Drought: What’s in a name?

All droughts are not created equal. Here are some definitions that seem to capture the differences in different types of “drought.”

Meteorological drought–This type of drought is all about the weather and occurs when there is a prolonged period of below average precipitation, which creates a natural shortage of available water.

Agricultural drought –This type of drought occurs when there isn’t enough moisture to support average crop production on farms or average grass production on range land. Although agricultural drought often occurs during dry, hot periods of low precipitation, it can also occur during periods of average precipitation when soil conditions or agricultural techniques require extra water.

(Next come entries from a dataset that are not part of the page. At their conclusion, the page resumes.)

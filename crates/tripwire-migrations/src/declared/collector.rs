//! Discovery of model declaration files

use std::path::{Path, PathBuf};
use std::sync::LazyLock;

use convert_case::{Case, Casing};
use regex::Regex;
use tripwire_core::Dialect;
use tripwire_triggers::{TemplateVars, Trigger};

use super::{CollectError, CollectResult};
use crate::DeclarationExtractor;

static MODEL_MARKER_RE: LazyLock<Regex> = LazyLock::new(|| {
    Regex::new(r"(?m)^[ \t]*(create_trigger|drop_trigger|trigger)[.(]").expect("valid regex")
});

/// Returns true if a model source declares triggers
pub fn declares_triggers(text: &str) -> bool {
    MODEL_MARKER_RE.is_match(text)
}

/// The triggers one model declares
#[derive(Debug, Clone, PartialEq)]
pub struct DeclaredModel {
    /// PascalCase model name
    pub name: String,
    /// Table declarations default to
    pub table: String,
    pub path: PathBuf,
    pub triggers: Vec<Trigger>,
}

/// Registry of models and their declared triggers
#[derive(Debug, Clone, Default)]
pub struct DeclarationIndex {
    models: Vec<DeclaredModel>,
}

impl DeclarationIndex {
    pub fn new() -> Self {
        Self::default()
    }

    pub fn register(&mut self, model: DeclaredModel) {
        self.models.push(model);
    }

    pub fn models(&self) -> &[DeclaredModel] {
        &self.models
    }

    pub fn is_empty(&self) -> bool {
        self.models.iter().all(|m| m.triggers.is_empty())
    }

    /// Every declared trigger, prepared with `vars`
    pub fn prepared_triggers(&self, vars: &TemplateVars) -> CollectResult<Vec<Trigger>> {
        let mut triggers = Vec::new();
        for model in &self.models {
            for trigger in &model.triggers {
                let mut trigger = trigger.clone();
                trigger.prepare(vars)?;
                triggers.push(trigger);
            }
        }
        Ok(triggers)
    }
}

/// Collects the declared trigger set from a model directory
///
/// Only files with the extension that contain a `trigger` declaration are
/// parsed. A file that declares triggers but does not parse is an error: its
/// triggers must not silently drop out of the declared set.
#[derive(Debug, Clone)]
pub struct DeclarationCollector {
    dir: PathBuf,
    extension: String,
    dialect: Dialect,
    vars: TemplateVars,
}

impl DeclarationCollector {
    pub fn new(
        dir: impl Into<PathBuf>,
        extension: impl Into<String>,
        dialect: Dialect,
        vars: TemplateVars,
    ) -> Self {
        Self {
            dir: dir.into(),
            extension: extension.into(),
            dialect,
            vars,
        }
    }

    pub fn dir(&self) -> &Path {
        &self.dir
    }

    /// Scans the model directory and registers every model declaring triggers
    pub fn index(&self) -> CollectResult<DeclarationIndex> {
        let mut index = DeclarationIndex::new();
        if !self.dir.is_dir() {
            tracing::debug!(dir = %self.dir.display(), "Model directory does not exist");
            return Ok(index);
        }

        let read_dir_err = |source| CollectError::ReadDir {
            path: self.dir.clone(),
            source,
        };
        let mut paths = Vec::new();
        for entry in std::fs::read_dir(&self.dir).map_err(read_dir_err)? {
            let path = entry.map_err(read_dir_err)?.path();
            let matches_extension = path
                .extension()
                .and_then(|ext| ext.to_str())
                .is_some_and(|ext| ext == self.extension);
            if path.is_file() && matches_extension {
                paths.push(path);
            }
        }
        paths.sort();

        for path in paths {
            if let Some(model) = self.load(&path)? {
                index.register(model);
            }
        }
        Ok(index)
    }

    /// The declared trigger set, prepared
    pub fn collect(&self) -> CollectResult<Vec<Trigger>> {
        let triggers = self.index()?.prepared_triggers(&self.vars)?;
        tracing::debug!(count = triggers.len(), "Collected declared triggers");
        Ok(triggers)
    }

    fn load(&self, path: &Path) -> CollectResult<Option<DeclaredModel>> {
        let text = std::fs::read_to_string(path).map_err(|source| CollectError::ReadFile {
            path: path.to_path_buf(),
            source,
        })?;
        if !declares_triggers(&text) {
            tracing::debug!(path = %path.display(), "No trigger declarations");
            return Ok(None);
        }

        let table = path
            .file_stem()
            .and_then(|stem| stem.to_str())
            .unwrap_or_default()
            .to_string();
        let name = table.to_case(Case::Pascal);

        let triggers = DeclarationExtractor::new(self.dialect)
            .with_default_table(table.clone())
            .with_creates_only(true)
            .extract(&text)
            .map_err(|source| CollectError::DeclarationLoad {
                model: name.clone(),
                path: path.to_path_buf(),
                source,
            })?;
        tracing::debug!(model = %name, count = triggers.len(), "Loaded model declarations");

        Ok(Some(DeclaredModel {
            name,
            table,
            path: path.to_path_buf(),
            triggers,
        }))
    }
}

Hydrological drought–This type of drought occurs when water reserves in aquifers, lakes and reservoirs fall below an established statistical average. Again, hydrological drought can happen even during times of average or above average precipitation, if human demand for water is high and increased usage has lowered the water reserves.

Yes, this weekend’s heavy snows (and hopefully more to come) should help ease the “hydrologic” part of the drought.

The “agricultural” or “soils” part of the drought will have to wait until the spring thaw.

We’ll need above average rainfall once the ground thaws in spring to put a dent in Minnesota’s still severe “agricultural” drought.

NOAA’s CPC is still forecasting some improvement in drought conditions in the Upper Midwest this spring.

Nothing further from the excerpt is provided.